▶ [TASK ITEM]
Only the lines from the one containing "frame.render_widget(Clear, popup);" through the last line of the listing are to be given again, exactly as they appear.

--- START ---

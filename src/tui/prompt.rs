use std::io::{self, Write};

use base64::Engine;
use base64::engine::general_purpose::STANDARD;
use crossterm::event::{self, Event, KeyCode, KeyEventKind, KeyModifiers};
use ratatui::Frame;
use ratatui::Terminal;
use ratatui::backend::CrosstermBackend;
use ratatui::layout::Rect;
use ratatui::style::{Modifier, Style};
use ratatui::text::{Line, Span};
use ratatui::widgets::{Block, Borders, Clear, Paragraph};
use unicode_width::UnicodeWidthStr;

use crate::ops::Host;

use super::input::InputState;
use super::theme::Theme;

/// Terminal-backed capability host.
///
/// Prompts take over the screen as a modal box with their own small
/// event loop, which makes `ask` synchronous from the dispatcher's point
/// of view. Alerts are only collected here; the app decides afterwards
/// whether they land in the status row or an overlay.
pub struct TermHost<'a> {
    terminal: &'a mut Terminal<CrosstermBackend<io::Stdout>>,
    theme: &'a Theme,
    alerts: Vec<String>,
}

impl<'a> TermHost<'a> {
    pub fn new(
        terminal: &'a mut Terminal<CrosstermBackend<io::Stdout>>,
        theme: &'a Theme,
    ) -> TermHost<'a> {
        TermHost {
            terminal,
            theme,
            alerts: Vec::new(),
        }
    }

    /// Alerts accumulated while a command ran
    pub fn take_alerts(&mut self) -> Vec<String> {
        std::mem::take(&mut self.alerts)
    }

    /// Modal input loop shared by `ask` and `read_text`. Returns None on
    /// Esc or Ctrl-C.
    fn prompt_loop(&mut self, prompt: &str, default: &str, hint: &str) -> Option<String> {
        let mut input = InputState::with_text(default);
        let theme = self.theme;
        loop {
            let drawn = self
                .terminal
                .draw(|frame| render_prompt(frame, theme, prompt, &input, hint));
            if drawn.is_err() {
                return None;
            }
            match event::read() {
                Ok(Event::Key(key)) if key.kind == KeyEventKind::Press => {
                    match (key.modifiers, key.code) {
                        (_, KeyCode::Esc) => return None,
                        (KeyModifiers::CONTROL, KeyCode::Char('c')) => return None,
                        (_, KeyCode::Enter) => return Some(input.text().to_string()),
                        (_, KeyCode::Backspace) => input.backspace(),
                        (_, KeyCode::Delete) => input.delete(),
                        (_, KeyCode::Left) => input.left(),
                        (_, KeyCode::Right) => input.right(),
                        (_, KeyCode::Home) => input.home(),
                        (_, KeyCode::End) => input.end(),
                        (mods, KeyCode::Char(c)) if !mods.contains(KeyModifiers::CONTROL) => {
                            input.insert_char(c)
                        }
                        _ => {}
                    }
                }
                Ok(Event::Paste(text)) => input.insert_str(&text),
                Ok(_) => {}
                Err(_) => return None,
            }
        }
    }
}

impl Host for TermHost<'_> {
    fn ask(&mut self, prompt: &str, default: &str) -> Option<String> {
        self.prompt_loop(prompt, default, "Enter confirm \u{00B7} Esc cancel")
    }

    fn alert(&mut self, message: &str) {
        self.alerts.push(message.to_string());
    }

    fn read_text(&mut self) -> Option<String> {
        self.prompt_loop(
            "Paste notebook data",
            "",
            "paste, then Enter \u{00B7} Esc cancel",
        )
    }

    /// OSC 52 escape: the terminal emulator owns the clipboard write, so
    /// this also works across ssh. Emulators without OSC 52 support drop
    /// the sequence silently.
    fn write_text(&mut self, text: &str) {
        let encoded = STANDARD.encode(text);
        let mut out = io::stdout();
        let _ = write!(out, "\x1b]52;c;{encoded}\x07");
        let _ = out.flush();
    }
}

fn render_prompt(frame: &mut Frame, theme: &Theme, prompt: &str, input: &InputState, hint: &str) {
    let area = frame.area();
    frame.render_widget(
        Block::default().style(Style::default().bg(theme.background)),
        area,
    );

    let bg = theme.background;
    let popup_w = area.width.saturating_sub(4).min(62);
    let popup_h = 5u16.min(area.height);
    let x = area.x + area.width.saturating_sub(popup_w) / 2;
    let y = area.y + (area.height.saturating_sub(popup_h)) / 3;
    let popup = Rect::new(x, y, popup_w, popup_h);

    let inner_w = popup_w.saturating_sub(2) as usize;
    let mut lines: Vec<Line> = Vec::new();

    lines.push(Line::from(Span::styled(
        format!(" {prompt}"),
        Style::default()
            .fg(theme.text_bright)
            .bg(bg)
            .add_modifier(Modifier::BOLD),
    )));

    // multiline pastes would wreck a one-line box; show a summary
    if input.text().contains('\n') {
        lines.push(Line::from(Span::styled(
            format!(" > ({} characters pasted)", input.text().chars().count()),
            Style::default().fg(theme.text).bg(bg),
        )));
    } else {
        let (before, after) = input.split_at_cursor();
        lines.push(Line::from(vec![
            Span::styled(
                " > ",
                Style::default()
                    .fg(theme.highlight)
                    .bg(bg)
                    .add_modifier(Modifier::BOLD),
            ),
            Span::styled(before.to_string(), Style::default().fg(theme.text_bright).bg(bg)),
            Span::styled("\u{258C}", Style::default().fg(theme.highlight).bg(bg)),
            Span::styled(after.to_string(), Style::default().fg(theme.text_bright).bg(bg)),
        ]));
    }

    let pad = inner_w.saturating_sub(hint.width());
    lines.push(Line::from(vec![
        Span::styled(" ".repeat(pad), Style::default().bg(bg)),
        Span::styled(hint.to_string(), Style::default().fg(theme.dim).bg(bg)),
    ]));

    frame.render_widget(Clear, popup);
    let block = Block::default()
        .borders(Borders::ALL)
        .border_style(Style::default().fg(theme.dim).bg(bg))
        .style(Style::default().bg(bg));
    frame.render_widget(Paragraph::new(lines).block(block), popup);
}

--- END ---

▶ [SOLVED PROBLEM]
    frame.render_widget(Clear, popup);
    let block = Block::default()
        .borders(Borders::ALL)
        .border_style(Style::default().fg(theme.dim).bg(bg))
        .style(Style::default().bg(bg));
    frame.render_widget(Paragraph::new(lines).block(block), popup);
}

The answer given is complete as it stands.